TASK TO CARRY OUT: Each line in the listing below that contains "HashSet" should be returned.

INPUT DATA:

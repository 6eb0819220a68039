// Shared fakes for the controller integration tests
#![allow(dead_code)]

use async_trait::async_trait;
use chrono::{TimeZone, Utc};
use dashboard_refresh::application::clock::ManualClock;
use dashboard_refresh::application::dashboard_api::{DashboardApi, DashboardRequest};
use dashboard_refresh::application::dashboard_controller::{ControllerOptions, DashboardController};
use dashboard_refresh::application::dashboard_view::{DashboardView, Placeholder, UnavailableContext};
use dashboard_refresh::application::data_fetcher::FetchError;
use dashboard_refresh::application::render_engine::{InstanceId, RenderEngine, RenderError};
use dashboard_refresh::domain::chart::{ChartKind, ChartSize, ChartSlot, ChartSpec};
use dashboard_refresh::domain::dashboard::Tab;
use dashboard_refresh::domain::payload::{DashboardPayload, FetchResult};
use serde_json::{json, Value};
use std::collections::{HashMap, HashSet, VecDeque};
use std::sync::atomic::{AtomicBool, AtomicU64, Ordering};
use std::sync::{Arc, Mutex};
use std::time::Duration;
use tokio::sync::Notify;

pub const ENDPOINT: &str = "http://api.test/dashboard";

pub fn chart_json() -> Value {
    json!({
        "labels": ["00:00", "06:00", "12:00"],
        "datasets": [{"label": "requests", "data": [10, 20, 15]}]
    })
}

pub fn dashboard_json(tab: Tab) -> Value {
    json!({
        "success": true,
        "data": {
            "tab": tab.as_str(),
            "summary": {"total": 45},
            "charts": {
                "requestsChart": chart_json(),
                "statusChart": chart_json(),
                "requestsMini": chart_json(),
                "vpnSessionsChart": chart_json(),
                "confirmedChart": chart_json()
            },
            "table": [{"host": "edge-1"}, {"host": "edge-2"}]
        }
    })
}

pub fn envelope(value: Value) -> FetchResult {
    serde_json::from_value(value).unwrap()
}

#[derive(Default)]
pub struct FakeApi {
    scripted: Mutex<VecDeque<Result<FetchResult, FetchError>>>,
    calls: Mutex<Vec<DashboardRequest>>,
    gate: Mutex<Option<Arc<Notify>>>,
    hang: AtomicBool,
}

impl FakeApi {
    pub fn push(&self, response: Result<FetchResult, FetchError>) {
        self.scripted.lock().unwrap().push_back(response);
    }

    /// Hold every following request until the returned notify fires
    pub fn hold(&self) -> Arc<Notify> {
        let notify = Arc::new(Notify::new());
        *self.gate.lock().unwrap() = Some(notify.clone());
        notify
    }

    pub fn hang(&self, hang: bool) {
        self.hang.store(hang, Ordering::SeqCst);
    }

    pub fn calls(&self) -> Vec<DashboardRequest> {
        self.calls.lock().unwrap().clone()
    }
}

#[async_trait]
impl DashboardApi for FakeApi {
    fn endpoint(&self) -> &str {
        ENDPOINT
    }

    async fn get_dashboard(&self, request: &DashboardRequest) -> Result<FetchResult, FetchError> {
        self.calls.lock().unwrap().push(request.clone());
        let gate = self.gate.lock().unwrap().clone();
        if let Some(notify) = gate {
            notify.notified().await;
        }
        if self.hang.load(Ordering::SeqCst) {
            futures::future::pending::<()>().await;
        }
        let scripted = self.scripted.lock().unwrap().pop_front();
        scripted.unwrap_or_else(|| Ok(envelope(dashboard_json(request.tab))))
    }
}

#[derive(Debug, Clone, PartialEq, Eq)]
pub enum EngineEvent {
    Create(String, InstanceId),
    Destroy(InstanceId),
    Resize(InstanceId),
}

pub struct RecordingEngine {
    ready: AtomicBool,
    next_id: AtomicU64,
    events: Mutex<Vec<EngineEvent>>,
    failing: Mutex<HashSet<String>>,
}

impl RecordingEngine {
    pub fn new(ready: bool) -> Self {
        Self {
            ready: AtomicBool::new(ready),
            next_id: AtomicU64::new(0),
            events: Mutex::new(Vec::new()),
            failing: Mutex::new(HashSet::new()),
        }
    }

    pub fn set_ready(&self, ready: bool) {
        self.ready.store(ready, Ordering::SeqCst);
    }

    pub fn fail_on(&self, canvas_id: &str) {
        self.failing.lock().unwrap().insert(canvas_id.to_string());
    }

    pub fn stop_failing(&self) {
        self.failing.lock().unwrap().clear();
    }

    pub fn events(&self) -> Vec<EngineEvent> {
        self.events.lock().unwrap().clone()
    }

    pub fn created(&self) -> Vec<String> {
        self.events()
            .into_iter()
            .filter_map(|e| match e {
                EngineEvent::Create(canvas_id, _) => Some(canvas_id),
                _ => None,
            })
            .collect()
    }

    pub fn count(&self, predicate: impl Fn(&EngineEvent) -> bool) -> usize {
        self.events().iter().filter(|e| predicate(e)).count()
    }
}

impl RenderEngine for RecordingEngine {
    fn is_ready(&self) -> bool {
        self.ready.load(Ordering::SeqCst)
    }

    fn surface_visible(&self, _canvas_id: &str) -> bool {
        true
    }

    fn create(&self, canvas_id: &str, _spec: &ChartSpec) -> Result<InstanceId, RenderError> {
        if self.failing.lock().unwrap().contains(canvas_id) {
            return Err(RenderError::Construction {
                canvas_id: canvas_id.to_string(),
                message: "canvas context unavailable".to_string(),
            });
        }
        let id = InstanceId(self.next_id.fetch_add(1, Ordering::SeqCst) + 1);
        self.events
            .lock()
            .unwrap()
            .push(EngineEvent::Create(canvas_id.to_string(), id));
        Ok(id)
    }

    fn destroy(&self, instance: InstanceId) -> Result<(), RenderError> {
        self.events.lock().unwrap().push(EngineEvent::Destroy(instance));
        Ok(())
    }

    fn resize(&self, instance: InstanceId) -> Result<(), RenderError> {
        self.events.lock().unwrap().push(EngineEvent::Resize(instance));
        Ok(())
    }
}

#[derive(Default)]
pub struct RecordingView {
    pub loading: Mutex<Vec<bool>>,
    pub tables: Mutex<Vec<(Tab, usize)>>,
    pub unavailable: Mutex<Vec<UnavailableContext>>,
    pub placeholders: Mutex<Vec<(String, Placeholder)>>,
}

impl RecordingView {
    pub fn tables(&self) -> Vec<(Tab, usize)> {
        self.tables.lock().unwrap().clone()
    }

    pub fn unavailable(&self) -> Vec<UnavailableContext> {
        self.unavailable.lock().unwrap().clone()
    }

    pub fn placeholders(&self) -> Vec<(String, Placeholder)> {
        self.placeholders.lock().unwrap().clone()
    }
}

impl DashboardView for RecordingView {
    fn set_loading(&self, loading: bool) {
        self.loading.lock().unwrap().push(loading);
    }

    fn render_table(&self, tab: Tab, payload: &DashboardPayload) {
        self.tables.lock().unwrap().push((tab, payload.rows().len()));
    }

    fn show_unavailable(&self, context: &UnavailableContext) {
        self.unavailable.lock().unwrap().push(context.clone());
    }

    fn show_placeholder(&self, canvas_id: &str, placeholder: &Placeholder) {
        self.placeholders
            .lock()
            .unwrap()
            .push((canvas_id.to_string(), placeholder.clone()));
    }
}

pub fn layouts() -> HashMap<Tab, Vec<ChartSlot>> {
    HashMap::from([
        (
            Tab::General,
            vec![
                ChartSlot::new("requestsChart", ChartKind::Line, ChartSize::Full),
                ChartSlot::new("statusChart", ChartKind::Doughnut, ChartSize::Full),
                ChartSlot::new("requestsMini", ChartKind::Bar, ChartSize::Mini),
            ],
        ),
        (
            Tab::Confirmed,
            vec![ChartSlot::new("confirmedChart", ChartKind::Bar, ChartSize::Full)],
        ),
        (
            Tab::Vpn,
            vec![ChartSlot::new("vpnSessionsChart", ChartKind::Line, ChartSize::Full)],
        ),
    ])
}

pub struct Harness {
    pub api: Arc<FakeApi>,
    pub engine: Arc<RecordingEngine>,
    pub view: Arc<RecordingView>,
    pub clock: Arc<ManualClock>,
    pub controller: DashboardController,
}

pub fn harness() -> Harness {
    harness_with(true, ControllerOptions::default())
}

pub fn harness_with(engine_ready: bool, options: ControllerOptions) -> Harness {
    let api = Arc::new(FakeApi::default());
    let engine = Arc::new(RecordingEngine::new(engine_ready));
    let view = Arc::new(RecordingView::default());
    let clock = Arc::new(ManualClock::new(Utc.with_ymd_and_hms(2025, 6, 15, 12, 0, 0).unwrap()));
    let options = ControllerOptions {
        user: "operator".to_string(),
        layouts: layouts(),
        cache_ttl: Duration::from_secs(300),
        ..options
    };
    let controller = DashboardController::new(
        api.clone(),
        engine.clone(),
        view.clone(),
        clock.clone(),
        options,
    );
    Harness {
        api,
        engine,
        view,
        clock,
        controller,
    }
}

WORKED SOLUTION:
use std::collections::{HashMap, HashSet, VecDeque};
    failing: Mutex<HashSet<String>>,
            failing: Mutex::new(HashSet::new()),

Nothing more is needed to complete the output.